Fig 6. Funnel plot of publication bias for the studies evaluating MDSCs proportion in HCC patients and healthy controls.
(A), treatment effect (B), and overall survival (C).
Discussion
As a novel immunosuppressive cell population, MDSCs appear to facilitate tumor immune escape by inhibiting antitumor immune response[5,6,28]. Recently, more and more studies focus on the clinical role of MDSCs in HCC, but the results are controversial. The present meta-analysis summarized all relevant studies, and evaluated the proportion of MDSCs in HCC patients. Moreover, the clinicopathological and prognostic value of MDSCs for HCC was also assessed.
We firstly performed a meta-analysis of studies measuring the frequency of MDSCs in HCC patients. To our knowledge, this is the first meta-analysis to elucidate MDSCs status in such patients. Pooled data revealed that the percentage of MDSCs in HCC patients was significantly higher than that in patients with chronic liver disease and healthy controls. We also performed a meta-analysis to compare the percentage of MDSCs in patients with chronic liver disease and healthy controls, and found that patients with chronic liver disease had a significantly higher percentage of MDSCs (SMD = 2.71, 95% CI = 0.89–4.53) (Data not shown). These results suggested that increased MDSCs may contribute to the progression from chronic hepatitis to HCC.
To address the clinical heterogeneity among the studies, subgroup analyses were done according to the geographical areas. The results indicated that the association remained statistically significant. We also performed a subgroup analysis based on the markers for MDSCs. The results revealed that HCC patients had a higher proportion of MDSCs compared to healthy controls, regardless of whether MDSCs were defined as “HLA-DRlow/−CD11b+CD33+” or “HLA-DRlow/-CD14+”, two most commonly used markers of MDSCs in HCC patients. It seems that the different phenotypic markers of MDSCs do not affect the conclusion. Over the last years, there is a change in the definition of MDSCs[29,30]. At present, HLA-DRlow/−CD11b+CD33+ cells are considered to be total MDSCs, whereas HLA-DRlow/-CD14+ cells are used to identify monocytic MDSCs [31,32]. Therefore, more studies with larger sample sizes are needed to value the real status of MDSCs in patients with HCC. It is unclear the effect of HCC treatment on MDSCs level. Several studies have investigated the change of MDSCs frequency in patients receiving curative therapy, such as chemotherapy, surgical resection, sorafenib, RFA and TACE[17–20,22,23]. We summarized the results of these studies, and found that there was no significant difference in the proportion of MDSCs between before and after treatment. This finding suggested that there was only a limited effect of current clinical therapeutic options on MDSCs. Therefore, the combination of routine treatment and inhibition of MDSCs could be an effective strategy in improving clinical outcome for HCC patients.

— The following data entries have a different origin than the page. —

//! Groundplan CLI entrypoint.
//!
//! Exit codes:
//! - 0: full success
//! - 1: fatal configuration or state error
//! - 2: nothing to do (plan or apply found no changes)
//! - 3: applied with failures or skipped actions

use std::io::Write;
use std::path::PathBuf;
use std::process::ExitCode;
use std::sync::Arc;

use groundplan::cli::{Cli, Commands, OutputFormatter, StateCommands};
use groundplan::config::{
    Manifest, ManifestParser, ManifestValidator, StateBackend, find_manifest_file,
};
use groundplan::error::Result;
use groundplan::planner::Plan;
use groundplan::provider::HttpProvider;
use groundplan::reconciler::{Reconciler, RunReport};
use groundplan::state::{LocalStateStore, S3StateStore, StateStore};

use clap::Parser;
use tracing::{debug, info};
use tracing_subscriber::EnvFilter;

/// Terminal status of a successful run.
enum RunStatus {
    /// Everything the command attempted succeeded.
    Success,
    /// There was nothing to do.
    NoChanges,
    /// The run completed but some actions failed or were skipped.
    AppliedWithFailures,
}

/// Main entrypoint.
fn main() -> ExitCode {
    let cli = Cli::parse();

    init_logging(cli.verbose);

    let runtime = match tokio::runtime::Runtime::new() {
        Ok(rt) => rt,
        Err(e) => {
            eprintln!("Failed to create async runtime: {e}");
            return ExitCode::FAILURE;
        }
    };

    match runtime.block_on(run(cli)) {
        Ok(RunStatus::Success) => ExitCode::SUCCESS,
        Ok(RunStatus::NoChanges) => ExitCode::from(2),
        Ok(RunStatus::AppliedWithFailures) => ExitCode::from(3),
        Err(e) => {
            eprintln!("Error: {e}");
            ExitCode::FAILURE
        }
    }
}

/// Initializes the logging system.
fn init_logging(verbose: bool) {
    let filter = if verbose {
        EnvFilter::new("debug")
    } else {
        EnvFilter::new("info")
    };

    tracing_subscriber::fmt()
        .with_env_filter(filter)
        .with_target(false)
        .init();
}

/// Main async entry point.
async fn run(cli: Cli) -> Result<RunStatus> {
    let formatter = OutputFormatter::new(cli.output);

    match cli.command {
        Commands::Init { path, force } => cmd_init(&path, force),
        Commands::Validate { warnings } => cmd_validate(cli.config.as_ref(), warnings),
        Commands::Plan { detailed } => cmd_plan(cli.config.as_ref(), detailed, &formatter).await,
        Commands::Apply { yes, parallelism } => {
            cmd_apply(cli.config.as_ref(), yes, parallelism, &formatter).await
        }
        Commands::Destroy { yes } => cmd_destroy(cli.config.as_ref(), yes, &formatter).await,
        Commands::State { command } => cmd_state(cli.config.as_ref(), command, &formatter).await,
    }
}

/// Initialize a new project.
fn cmd_init(path: &PathBuf, force: bool) -> Result<RunStatus> {
    info!("Initializing new Groundplan project in: {}", path.display());

    let manifest_path = path.join("groundplan.yaml");
    let env_path = path.join(".env.example");
    let gitignore_path = path.join(".gitignore");

    if !force && manifest_path.exists() {
        eprintln!("Manifest file already exists: {}", manifest_path.display());
        eprintln!("Use --force to overwrite.");
        return Ok(RunStatus::NoChanges);
    }

    if !path.exists() {
        std::fs::create_dir_all(path)?;
    }

    let manifest_template = include_str!("../templates/groundplan.yaml");
    std::fs::write(&manifest_path, manifest_template)?;
    eprintln!("Created: {}", manifest_path.display());

    let env_template = include_str!("../templates/.env.example");
    std::fs::write(&env_path, env_template)?;
    eprintln!("Created: {}", env_path.display());

    let gitignore_content = ".env\n.groundplan/\n";
    if gitignore_path.exists() {
        let existing = std::fs::read_to_string(&gitignore_path)?;
        if !existing.contains(".env") || !existing.contains(".groundplan") {
            let mut file = std::fs::OpenOptions::new()
                .append(true)
                .open(&gitignore_path)?;
            writeln!(file, "\n# Groundplan")?;
            if !existing.contains(".env") {
                writeln!(file, ".env")?;
            }
            if !existing.contains(".groundplan") {
                writeln!(file, ".groundplan/")?;
            }
            eprintln!("Updated: {}", gitignore_path.display());
        }
    } else {
        std::fs::write(&gitignore_path, gitignore_content)?;
        eprintln!("Created: {}", gitignore_path.display());
    }

    eprintln!("\nProject initialized successfully!");
    eprintln!("Next steps:");
    eprintln!("  1. Copy .env.example to .env and fill in your provider token");
    eprintln!("  2. Edit groundplan.yaml with your resources");
    eprintln!("  3. Run 'groundplan validate' to check the manifest");
    eprintln!("  4. Run 'groundplan plan' to see what would change");
    eprintln!("  5. Run 'groundplan apply' to converge the infrastructure");

    Ok(RunStatus::Success)
}

/// Validate the manifest.
fn cmd_validate(config_path: Option<&PathBuf>, show_warnings: bool) -> Result<RunStatus> {
    let manifest_file = resolve_manifest_path(config_path)?;
    info!("Validating manifest: {}", manifest_file.display());

    let parser = ManifestParser::new().with_base_path(
        manifest_file
            .parent()
            .unwrap_or_else(|| std::path::Path::new(".")),
    );
    parser.load_dotenv()?;

    let manifest = parser.load_file(&manifest_file)?;

    let validator = ManifestValidator::new();
    let result = validator.validate(&manifest)?;

    if result.is_valid() {
        eprintln!("Manifest is valid!");
        if show_warnings && !result.warnings.is_empty() {
            eprintln!("\nWarnings:");
            for warning in &result.warnings {
                eprintln!("  - {warning}");
            }
        }
    }

    eprintln!("\nManifest summary:");
    eprintln!("  Project: {}", manifest.project.name);
    eprintln!("  Environment: {}", manifest.project.environment);
    eprintln!("  Resources: {}", manifest.resources.len());

    Ok(RunStatus::Success)
}

/// Show the plan without applying.
async fn cmd_plan(
    config_path: Option<&PathBuf>,
    detailed: bool,
    formatter: &OutputFormatter,
) -> Result<RunStatus> {
    let (manifest, store) = load_manifest_and_store(config_path).await?;

    // Planning makes no provider calls, so a missing token is fine here
    let token = ManifestParser::provider_token().unwrap_or_default();
    let provider = HttpProvider::with_timeout(
        &manifest.provider.endpoint,
        &token,
        manifest.provider.timeout_secs,
    )?;

    let reconciler = Reconciler::new(manifest, Arc::new(provider), store);
    let plan = reconciler.plan().await?;

    let output = formatter.format_plan(&plan);
    eprintln!("{output}");

    if detailed && !plan.is_empty() {
        eprintln!("\nDetailed actions:");
        for action in &plan.actions {
            eprintln!("  {} - {}", action.description(), action.reason);
        }
    }

    if plan.is_empty() {
        Ok(RunStatus::NoChanges)
    } else {
        Ok(RunStatus::Success)
    }
}

/// Apply the plan.
async fn cmd_apply(
    config_path: Option<&PathBuf>,
    auto_approve: bool,
    parallelism: Option<usize>,
    formatter: &OutputFormatter,
) -> Result<RunStatus> {
    let (mut manifest, store) = load_manifest_and_store(config_path).await?;

    if let Some(max_parallel) = parallelism {
        debug!("Overriding max_parallel to {max_parallel}");
        manifest.apply.max_parallel = max_parallel;
    }

    let provider = create_provider(&manifest)?;
    let reconciler = Reconciler::new(manifest, Arc::new(provider), store);

    let plan = reconciler.plan().await?;

    if plan.is_empty() {
        eprintln!("No changes to apply.");
        return Ok(RunStatus::NoChanges);
    }

    let output = formatter.format_plan(&plan);
    eprintln!("{output}");

    if !auto_approve && !confirm("Do you want to apply this plan? [y/N]: ")? {
        eprintln!("Apply cancelled.");
        return Ok(RunStatus::NoChanges);
    }

    let report = run_apply(&reconciler, plan, formatter).await?;

    eprintln!("{}", formatter.format_report(&report));

    if report.all_successful() {
        Ok(RunStatus::Success)
    } else {
        Ok(RunStatus::AppliedWithFailures)
    }
}

/// Destroy all recorded resources.
async fn cmd_destroy(
    config_path: Option<&PathBuf>,
    auto_approve: bool,
    formatter: &OutputFormatter,
) -> Result<RunStatus> {
    let (manifest, store) = load_manifest_and_store(config_path).await?;

    let provider = create_provider(&manifest)?;
    let reconciler = Reconciler::new(manifest, Arc::new(provider), store);

    let plan = reconciler.destroy_plan().await?;

    if plan.is_empty() {
        eprintln!("No resources to destroy.");
        return Ok(RunStatus::NoChanges);
    }

    eprintln!("The following resources will be destroyed:");
    for action in &plan.actions {
        eprintln!("  - {} ({})", action.resource_id, action.kind);
    }

    if !auto_approve {
        eprint!("\nThis action is IRREVERSIBLE. Type 'destroy' to confirm: ");
        std::io::stderr().flush()?;

        let mut input = String::new();
        std::io::stdin().read_line(&mut input)?;

        if input.trim() != "destroy" {
            eprintln!("Destruction cancelled.");
            return Ok(RunStatus::NoChanges);
        }
    }

    let report = run_apply(&reconciler, plan, formatter).await?;

    eprintln!("{}", formatter.format_report(&report));

    if report.all_successful() {
        Ok(RunStatus::Success)
    } else {
        Ok(RunStatus::AppliedWithFailures)
    }
}

/// State management commands.
async fn cmd_state(
    config_path: Option<&PathBuf>,
    command: StateCommands,
    formatter: &OutputFormatter,
) -> Result<RunStatus> {
    let (_manifest, store) = load_manifest_and_store(config_path).await?;

    match command {
        StateCommands::Show => {
            let snapshot = store.load().await?;
            eprintln!("{}", formatter.format_state(&snapshot));
        }
        StateCommands::Lock { holder } => {
            let holder_str = holder.as_deref().unwrap_or("");
            let lock = store.acquire_lock(holder_str).await?;
            eprintln!("State locked: {}", lock.lock_id);
        }
        StateCommands::Unlock { lock_id, force } => {
            if force {
                if let Some(lock_info) = store.lock_info().await? {
                    store.release_lock(&lock_info.lock_id).await?;
                    eprintln!("State forcefully unlocked.");
                }
            } else if let Some(id) = lock_id {
                store.release_lock(&id).await?;
                eprintln!("State unlocked.");
            } else {
                eprintln!("Please provide --lock-id or use --force");
            }
        }
    }

    Ok(RunStatus::Success)
}

// ============================================================================
// Helper Functions
// ============================================================================

/// Streams an apply run to the terminal, wiring Ctrl-C to cancellation.
async fn run_apply(
    reconciler: &Reconciler,
    plan: Plan,
    formatter: &OutputFormatter,
) -> Result<RunReport> {
    let mut handle = reconciler.start_apply(plan).await?;

    let cancel = handle.cancel_token();
    let ctrl_c = tokio::spawn(async move {
        if tokio::signal::ctrl_c().await.is_ok() {
            eprintln!("\nCancellation requested; in-flight actions will finish.");
            cancel.cancel();
        }
    });

    let mut results = Vec::new();
    while let Some(result) = handle.next_result().await {
        eprintln!("{}", formatter.format_result(&result));
        results.push(result);
    }

    let summary = handle.finish().await;
    ctrl_c.abort();

    Ok(RunReport {
        results,
        summary: summary?,
    })
}

/// Prompts for a yes/no confirmation.
fn confirm(prompt: &str) -> Result<bool> {
    eprint!("{prompt}");
    std::io::stderr().flush()?;

    let mut input = String::new();
    std::io::stdin().read_line(&mut input)?;

    Ok(input.trim().eq_ignore_ascii_case("y"))
}

/// Resolves the manifest file path.
fn resolve_manifest_path(config_path: Option<&PathBuf>) -> Result<PathBuf> {
    config_path.map_or_else(|| find_manifest_file("."), |path| Ok(path.clone()))
}

/// Loads the manifest and creates the configured state store.
async fn load_manifest_and_store(
    config_path: Option<&PathBuf>,
) -> Result<(Manifest, Arc<dyn StateStore>)> {
    let manifest_file = resolve_manifest_path(config_path)?;
    debug!("Loading manifest from: {}", manifest_file.display());

    let parser = ManifestParser::new().with_base_path(
        manifest_file
            .parent()
            .unwrap_or_else(|| std::path::Path::new(".")),
    );
    parser.load_dotenv()?;

    let manifest = parser.load_with_env(&manifest_file)?;

    let validator = ManifestValidator::new();
    validator.validate(&manifest)?;

    let store: Arc<dyn StateStore> = match manifest.state.backend {
        StateBackend::Local => {
            let path = manifest.state.path.as_ref().map_or_else(
                || {
                    manifest_file
                        .parent()
                        .unwrap_or_else(|| std::path::Path::new("."))
                        .join(".groundplan")
                },
                PathBuf::from,
            );
            Arc::new(LocalStateStore::with_base_dir(path))
        }
        StateBackend::S3 => {
            let bucket = manifest.state.bucket.as_deref().ok_or_else(|| {
                groundplan::error::GroundplanError::internal("S3 bucket not configured")
            })?;
            let prefix = manifest.state.prefix.as_deref();
            let region = manifest.state.region.as_deref();
            Arc::new(S3StateStore::new(bucket, prefix, region).await?)
        }
    };

    Ok((manifest, store))
}

/// Creates the provider API client.
fn create_provider(manifest: &Manifest) -> Result<HttpProvider> {
    let token = ManifestParser::provider_token()?;
    HttpProvider::with_timeout(
        &manifest.provider.endpoint,
        &token,
        manifest.provider.timeout_secs,
    )
}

However, subgroup analysis based on every therapy could not be conducted due to the limitation of sample size. Considering that the different therapeutic approaches might have different effects on MDSCs, more clinical studies are needed to verify the above conclusion.
Abnormally increased MDSCs might contribute to poor prognosis of cancer patients. Several previous systematic reviews have evaluated the prognostic value of MDSCs in all types of solid tumors[33–35]. In these studies, the relationship between MDSCs and prognosis of HCC was also evaluated, but the number of relevant studies was very small. Different from the above studies, the present study collected more recent data and provided more comprehensive information. Our pooled data revealed that higher MDSCs level significantly correlated with short OS and RFS. We carried out the stratified analysis based on the specimen source, and found that the HRs for OS were similar between the subgroups. The results provide support that the change of circulating and tissue-based MDSCs level could be utilized as an independent factor in predicting the prognosis of HCC patients. As for the clinicopathological features, our analysis revealed that MDSCs expression did not correlate with any clinicopathological variables. This is the first meta-analysis to systematically explore the relationship between MDSCs level and clinicopathological factors of HCC patients. However, this conclusion needs to be further verified because of the small number of studies.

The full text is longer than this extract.